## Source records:
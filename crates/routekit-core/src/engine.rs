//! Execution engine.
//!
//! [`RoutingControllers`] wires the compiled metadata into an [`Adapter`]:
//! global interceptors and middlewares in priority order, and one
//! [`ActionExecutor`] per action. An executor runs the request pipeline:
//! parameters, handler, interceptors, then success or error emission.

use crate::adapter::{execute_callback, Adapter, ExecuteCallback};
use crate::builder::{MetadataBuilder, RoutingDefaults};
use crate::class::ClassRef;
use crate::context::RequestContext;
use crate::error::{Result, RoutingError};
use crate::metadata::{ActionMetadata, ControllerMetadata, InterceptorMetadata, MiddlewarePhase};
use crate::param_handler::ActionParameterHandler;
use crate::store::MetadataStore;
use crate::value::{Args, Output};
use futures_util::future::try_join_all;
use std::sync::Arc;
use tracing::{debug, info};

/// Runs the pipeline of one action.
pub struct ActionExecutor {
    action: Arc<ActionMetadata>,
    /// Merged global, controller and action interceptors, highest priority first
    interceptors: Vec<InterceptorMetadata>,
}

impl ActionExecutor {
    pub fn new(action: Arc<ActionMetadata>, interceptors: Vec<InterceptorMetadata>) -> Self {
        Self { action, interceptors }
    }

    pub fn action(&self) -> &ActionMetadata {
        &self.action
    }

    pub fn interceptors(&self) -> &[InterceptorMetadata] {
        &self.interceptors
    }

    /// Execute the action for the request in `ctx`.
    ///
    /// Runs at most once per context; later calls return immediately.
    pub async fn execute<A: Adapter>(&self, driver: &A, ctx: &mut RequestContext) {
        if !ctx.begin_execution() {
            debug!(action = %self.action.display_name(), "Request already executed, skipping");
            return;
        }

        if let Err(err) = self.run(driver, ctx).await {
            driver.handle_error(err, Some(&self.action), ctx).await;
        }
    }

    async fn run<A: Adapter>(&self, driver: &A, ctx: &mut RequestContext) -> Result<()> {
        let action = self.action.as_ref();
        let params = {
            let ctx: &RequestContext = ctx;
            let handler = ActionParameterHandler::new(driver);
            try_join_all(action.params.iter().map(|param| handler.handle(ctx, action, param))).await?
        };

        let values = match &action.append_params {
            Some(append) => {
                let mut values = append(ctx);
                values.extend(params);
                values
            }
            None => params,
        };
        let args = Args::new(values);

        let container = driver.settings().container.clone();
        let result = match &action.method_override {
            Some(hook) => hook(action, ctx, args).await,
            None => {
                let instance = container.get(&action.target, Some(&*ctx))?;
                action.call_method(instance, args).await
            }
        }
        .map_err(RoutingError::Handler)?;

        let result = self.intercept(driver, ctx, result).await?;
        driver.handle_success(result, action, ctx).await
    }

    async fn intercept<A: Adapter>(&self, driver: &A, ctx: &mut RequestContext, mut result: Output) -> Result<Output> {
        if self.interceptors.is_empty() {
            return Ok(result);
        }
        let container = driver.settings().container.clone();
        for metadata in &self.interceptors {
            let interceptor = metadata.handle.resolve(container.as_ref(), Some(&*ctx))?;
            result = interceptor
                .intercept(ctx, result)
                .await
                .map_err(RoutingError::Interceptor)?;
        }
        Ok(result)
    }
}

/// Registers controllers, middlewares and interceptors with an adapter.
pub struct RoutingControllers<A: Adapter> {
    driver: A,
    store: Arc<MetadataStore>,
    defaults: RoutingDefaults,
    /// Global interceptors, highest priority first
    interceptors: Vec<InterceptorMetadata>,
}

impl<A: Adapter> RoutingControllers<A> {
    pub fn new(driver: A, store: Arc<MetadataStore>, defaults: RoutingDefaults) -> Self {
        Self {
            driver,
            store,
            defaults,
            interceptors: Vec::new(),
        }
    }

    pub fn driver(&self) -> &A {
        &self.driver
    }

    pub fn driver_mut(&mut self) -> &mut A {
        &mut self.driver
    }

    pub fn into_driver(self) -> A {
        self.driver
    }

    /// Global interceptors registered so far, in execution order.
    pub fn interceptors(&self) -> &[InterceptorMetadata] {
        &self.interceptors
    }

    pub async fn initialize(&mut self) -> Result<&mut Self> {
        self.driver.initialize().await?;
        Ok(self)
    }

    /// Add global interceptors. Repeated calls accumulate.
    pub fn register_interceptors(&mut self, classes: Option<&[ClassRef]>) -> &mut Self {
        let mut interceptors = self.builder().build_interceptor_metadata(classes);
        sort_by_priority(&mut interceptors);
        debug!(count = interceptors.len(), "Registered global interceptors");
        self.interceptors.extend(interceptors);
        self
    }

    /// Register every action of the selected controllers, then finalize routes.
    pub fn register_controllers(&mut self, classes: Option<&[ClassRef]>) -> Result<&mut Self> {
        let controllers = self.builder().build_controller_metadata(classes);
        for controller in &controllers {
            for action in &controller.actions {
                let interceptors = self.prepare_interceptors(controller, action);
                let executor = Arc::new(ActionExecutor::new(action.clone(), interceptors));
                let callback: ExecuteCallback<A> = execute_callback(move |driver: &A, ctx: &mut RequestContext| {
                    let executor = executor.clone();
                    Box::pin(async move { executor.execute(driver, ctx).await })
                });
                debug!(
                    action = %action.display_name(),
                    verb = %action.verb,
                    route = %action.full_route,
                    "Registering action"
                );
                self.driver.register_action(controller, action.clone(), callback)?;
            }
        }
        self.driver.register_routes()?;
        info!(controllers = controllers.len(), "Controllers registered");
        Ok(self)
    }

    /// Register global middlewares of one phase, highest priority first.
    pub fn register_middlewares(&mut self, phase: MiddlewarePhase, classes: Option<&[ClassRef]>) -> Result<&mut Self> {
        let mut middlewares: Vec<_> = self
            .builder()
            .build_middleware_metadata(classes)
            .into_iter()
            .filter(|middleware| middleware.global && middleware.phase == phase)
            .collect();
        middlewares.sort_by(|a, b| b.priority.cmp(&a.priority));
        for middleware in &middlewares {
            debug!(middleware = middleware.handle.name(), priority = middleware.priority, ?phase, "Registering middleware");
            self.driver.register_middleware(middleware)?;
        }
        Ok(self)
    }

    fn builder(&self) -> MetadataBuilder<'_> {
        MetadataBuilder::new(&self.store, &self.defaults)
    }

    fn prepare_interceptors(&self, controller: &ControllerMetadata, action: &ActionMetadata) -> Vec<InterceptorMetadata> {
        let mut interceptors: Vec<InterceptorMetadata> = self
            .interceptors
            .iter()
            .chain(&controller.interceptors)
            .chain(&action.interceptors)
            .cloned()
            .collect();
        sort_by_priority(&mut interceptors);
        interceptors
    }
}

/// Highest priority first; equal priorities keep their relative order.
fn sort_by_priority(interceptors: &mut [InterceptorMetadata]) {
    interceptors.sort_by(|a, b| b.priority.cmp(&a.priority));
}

## Exercise brief:
Every line above from the line with "async fn run<A: Adapter>(&self, driver: &A, ctx: &mut" to the line with "async fn intercept<A: Adapter>(&self, driver: &A, ctx: &mut", inclusive, must be returned exactly; no other line belongs in the reply.

## Answer box:
    async fn run<A: Adapter>(&self, driver: &A, ctx: &mut RequestContext) -> Result<()> {
        let action = self.action.as_ref();
        let params = {
            let ctx: &RequestContext = ctx;
            let handler = ActionParameterHandler::new(driver);
            try_join_all(action.params.iter().map(|param| handler.handle(ctx, action, param))).await?
        };

        let values = match &action.append_params {
            Some(append) => {
                let mut values = append(ctx);
                values.extend(params);
                values
            }
            None => params,
        };
        let args = Args::new(values);

        let container = driver.settings().container.clone();
        let result = match &action.method_override {
            Some(hook) => hook(action, ctx, args).await,
            None => {
                let instance = container.get(&action.target, Some(&*ctx))?;
                action.call_method(instance, args).await
            }
        }
        .map_err(RoutingError::Handler)?;

        let result = self.intercept(driver, ctx, result).await?;
        driver.handle_success(result, action, ctx).await
    }

    async fn intercept<A: Adapter>(&self, driver: &A, ctx: &mut RequestContext, mut result: Output) -> Result<Output> {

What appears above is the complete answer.